ECLI:NL:RVS:2006:AV2930
Raad van State
- Voorlopige voorziening
- M. Vlasblom
- S.I.M. Peute
- Rechtspraak.nl
Voorlopige voorziening inzake bestuursdwang en ligplaatsvergunning in Amsterdam
In deze zaak gaat het om een verzoek om voorlopige voorziening in het kader van een hoger beroep tegen een besluit van het college van burgemeester en wethouders van Amsterdam. Op 23 maart 2005 heeft het college verzoekers gelast om binnen twee maanden een vaartuig uit de wateren van de gemeente Amsterdam te verwijderen. Dit besluit werd genomen onder aanzegging van bestuursdwang. Verzoekers hebben hiertegen bezwaar gemaakt en een ligplaatsvergunning aangevraagd, welke door het college op 1 juli 2005 werd geweigerd. De bezwaren van verzoekers tegen deze besluiten werden door het college ongegrond verklaard op 4 oktober 2005. De voorzieningenrechter van de rechtbank Amsterdam heeft op 28 december 2005 het beroep van verzoekers ongegrond verklaard.

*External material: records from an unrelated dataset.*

//! Per-channel pitch calibration.
//!
//! Each channel carries two tables of eleven per-octave anchor codes: the
//! factory table burned in at production test, and the learned table the
//! autotuner fills in against the user's VCO. A live selector picks which
//! table the output path plays from. Pitch rendering interpolates
//! linearly between adjacent anchors for the twelve semitones.

use embedded_hal_async::spi::SpiDevice;

use quartet::autotune::{CalibrationSource, DacInterface, CALIBRATION_POINTS, OCTAVES};

use crate::commands::CHANNEL_COUNT;
use crate::dac::QuadDac;
use crate::error::DacError;

/// Factory anchor codes: the calibrated range spread evenly across the
/// 16-bit code space, one anchor per volt.
pub const DEFAULT_OCTAVE_CODES: [i32; CALIBRATION_POINTS] = [
    0, 6554, 13107, 19661, 26214, 32768, 39321, 45875, 52428, 58982, 65535,
];

/// Semitones per octave.
const SEMITONES: i32 = 12;

/// Calibration state of one channel.
#[derive(Debug, Clone, Copy)]
pub struct ChannelCalibration {
    default_codes: [i32; CALIBRATION_POINTS],
    auto_codes: [i32; CALIBRATION_POINTS],
    source: CalibrationSource,
}

impl Default for ChannelCalibration {
    fn default() -> Self {
        Self::new()
    }
}

impl ChannelCalibration {
    /// Factory state: learned table mirrors the factory table, factory
    /// table live.
    pub const fn new() -> Self {
        Self {
            default_codes: DEFAULT_OCTAVE_CODES,
            auto_codes: DEFAULT_OCTAVE_CODES,
            source: CalibrationSource::Default,
        }
    }

    /// Which table the channel plays from.
    pub fn source(&self) -> CalibrationSource {
        self.source
    }

    /// Anchor code from the live table.
    pub fn live_code(&self, octave: usize) -> i32 {
        self.anchors()[octave]
    }

    /// Anchor code from the factory table.
    pub fn default_code(&self, octave: usize) -> i32 {
        self.default_codes[octave]
    }

    /// Output code for a pitch, interpolating between the live anchors.
    ///
    /// `octave` indexes the anchor table (0 = the bottom of the range);
    /// `semitone` is 0–11 above that anchor. Above the top anchor the last
    /// interval's slope extends the line; the result clamps to the code
    /// space either way.
    pub fn code_for_pitch(&self, octave: usize, semitone: u8) -> u16 {
        let anchors = self.anchors();
        let octave = octave.min(OCTAVES);
        let low = anchors[octave];
        let span = if octave < OCTAVES {
            anchors[octave + 1] - low
        } else {
            low - anchors[octave - 1]
        };
        let code = low + span * i32::from(semitone) / SEMITONES;
        code.clamp(0, 0xFFFF) as u16
    }

    fn anchors(&self) -> &[i32; CALIBRATION_POINTS] {
        match self.source {
            CalibrationSource::Default => &self.default_codes,
            CalibrationSource::Auto => &self.auto_codes,
        }
    }
}

/// The four calibration banks plus the per-channel latched output codes.
///
/// This is the [`DacInterface`] the autotune engine and the pitch path
/// drive from the control tick: every write latches, and the owning
/// [`CalibratedDac`] transfers latched codes to the converter after the
/// tick's logic has run.
pub struct CalibrationBank {
    channels: [ChannelCalibration; CHANNEL_COUNT],
    pending: [Option<u16>; CHANNEL_COUNT],
}

impl Default for CalibrationBank {
    fn default() -> Self {
        Self::new()
    }
}

impl CalibrationBank {
    pub const fn new() -> Self {
        Self {
            channels: [ChannelCalibration::new(); CHANNEL_COUNT],
            pending: [None; CHANNEL_COUNT],
        }
    }

    /// Calibration state of one channel.
    pub fn calibration(&self, channel: usize) -> &ChannelCalibration {
        &self.channels[channel]
    }

    /// Latch the output code for a pitch on a channel.
    pub fn latch_pitch(&mut self, channel: usize, octave: usize, semitone: u8) {
        if channel >= CHANNEL_COUNT {
            return;
        }
        self.pending[channel] = Some(self.channels[channel].code_for_pitch(octave, semitone));
    }

    /// Take the pending code for a channel, if any.
    pub fn take_pending(&mut self, channel: usize) -> Option<u16> {
        self.pending[channel].take()
    }
}

impl DacInterface for CalibrationBank {
    fn set(&mut self, channel: usize, code: i32) {
        if channel >= CHANNEL_COUNT {
            return;
        }
        self.pending[channel] = Some(code.clamp(0, 0xFFFF) as u16);
    }

    fn default_calibrated_code(&self, channel: usize, octave: usize) -> i32 {
        self.channels[channel].default_codes[octave]
    }

    fn set_default_channel_calibration(&mut self, channel: usize) {
        self.channels[channel].source = CalibrationSource::Default;
    }

    fn set_auto_channel_calibration(&mut self, channel: usize) {
        self.channels[channel].source = CalibrationSource::Auto;
    }

    fn update_auto_channel_calibration(&mut self, channel: usize, octave: usize, code: i32) {
        self.channels[channel].auto_codes[octave] = code;
    }

    fn calibration_data_used(&self, channel: usize) -> CalibrationSource {
        self.channels[channel].source
    }
}

/// Converter plus calibration banks: the complete DAC stack the firmware
/// owns.
pub struct CalibratedDac<SPI> {
    dac: QuadDac<SPI>,
    /// Calibration banks and latched codes — hand `&mut bank` to the
    /// control logic, then [`flush`](Self::flush).
    pub bank: CalibrationBank,
}

impl<SPI> CalibratedDac<SPI>
where
    SPI: SpiDevice,
{
    pub fn new(spi: SPI) -> Self {
        Self {
            dac: QuadDac::new(spi),
            bank: CalibrationBank::new(),
        }
    }

    /// Transfer every latched code to the converter.
    ///
    /// Runs after the control tick's logic so each output reflects the
    /// tick's final decision exactly once.
    pub async fn flush(&mut self) -> Result<(), DacError<SPI::Error>> {
        for channel in 0..CHANNEL_COUNT {
            if let Some(code) = self.bank.take_pending(channel) {
                self.dac.write_code(channel, code).await?;
            }
        }
        Ok(())
    }
}

// ── Unit Tests ───────────────────────────────────────────────────────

Verzoekers hebben vervolgens op 19 januari 2006 hoger beroep ingesteld en verzocht om een voorlopige voorziening. De Voorzitter van de Afdeling bestuursrechtspraak van de Raad van State heeft het verzoek op 15 februari 2006 behandeld. Tijdens de zitting waren verzoekers aanwezig, bijgestaan door hun advocaat, en het college was vertegenwoordigd door een ambtenaar. De Voorzitter heeft overwogen dat besluiten in het algemeen uitvoerbaar zijn, ook als daartegen een rechtsmiddel is aangewend. Er was geen aanleiding om aan te nemen dat de eerdere uitspraak van de voorzieningenrechter niet in stand zou blijven.
Uiteindelijk heeft de Voorzitter het verzoek om voorlopige voorziening afgewezen, met de overweging dat er geen grond was voor het oordeel dat verzoekers niet mochten worden aangeschreven. De beslissing werd openbaar uitgesproken op 22 februari 2006.